In reality for years the Dalai Lama has been calling for Tibet’s cultural and religious autonomy, leaving power and territory to China. But that is not enough for Beijing. Not only are photos of Tibet’s spiritual leader and songs in his honour banned but China controls monks and reincarnations, and as soon a demonstration takes place, it unleashes its repressive might as it did last year before the Olympics when some 200 people were violently killed.
China’s interest in Tibet is first of all economic. In addition to tourism, the Himalayan region is rich in minerals like copper, aluminium and uranium. But nationalism also plays a role because China’s Communist Party is concerned that if Tibet gets its autonomy, other regions might make the same demand, breaking the unity of the country and undermining the power of the party.
President Hu Jintao yesterday said that it was urgent to “build up a Great Wall in our fight against separatism and safeguard the unity of the motherland.” As party boss in Tibet he imposed martial law on the region in 1989, militarily crushing Tibetan demonstrations.
As it currently enforces martial law, China through its foreign minister, Yang Jiechi, has warned the rest of the world not to play host to the Dalai Lama, not even in his capacity as a religious leader.

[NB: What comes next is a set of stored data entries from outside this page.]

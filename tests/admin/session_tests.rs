use crate::common::{build_client, stats_url, test_config, MockClock, MockHttpClient, A, B};
use kimaaka::core::network::ClientError;
use serde_json::json;

#[tokio::test]
async fn test_session_round_trip() {
    let http = MockHttpClient::new();
    let (client, store) = build_client(test_config(&[A]), http, MockClock::new(0)).await;
    let session = client.session();

    assert!(session.restore().await.is_none());
    assert!(matches!(session.bearer().await, Err(ClientError::Unauthorized)));

    session.save("tok-123", json!({"username": "root"})).await.unwrap();
    let (token, user) = session.restore().await.unwrap();
    assert_eq!(token, "tok-123");
    assert_eq!(user["username"], "root");
    assert_eq!(session.bearer().await.unwrap(), "Bearer tok-123");
    assert_eq!(store.load().await.auth_token.as_deref(), Some("tok-123"));
}

#[tokio::test]
async fn test_logout_clears_session_and_sticky() {
    let http = MockHttpClient::new();
    let (client, store) = build_client(test_config(&[A, B]), http, MockClock::new(0)).await;

    client.session().save("tok", json!({})).await.unwrap();
    client.context().set_sticky(B).await;
    client.session().logout().await.unwrap();

    let state = store.load().await;
    assert!(state.auth_token.is_none());
    assert!(state.user.is_none());
    assert!(state.working_server_url.is_none());
    assert!(client.context().sticky().is_none());
}

#[tokio::test]
async fn test_stats_use_saved_session_token() {
    let http = MockHttpClient::new();
    http.respond(&stats_url(A), 200, r#"{"totalApiKeys":2}"#);
    let (client, _store) = build_client(test_config(&[A]), http.clone(), MockClock::new(0)).await;

    client.session().save("saved-token", json!({})).await.unwrap();
    let stats = client.admin_stats(None).await.unwrap();

    assert_eq!(stats.total_api_keys, 2);
    assert_eq!(
        http.requests()[0].headers.get("Authorization").map(String::as_str),
        Some("Bearer saved-token")
    );
}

Given its importance in the world economy more and more nations are towing the mainland’s line, including India, Nepal, and South Korea. There are signs that some European countries as well as the United States might be doing the same as well.
Still desperation and impatience are driving many Tibetans, especially the young, to envisage armed struggle.
Only the Dalai lama could lead them back to the path of peace. Without him, and given Beijing’s totalitarian demands, only more blood and violence can be expected.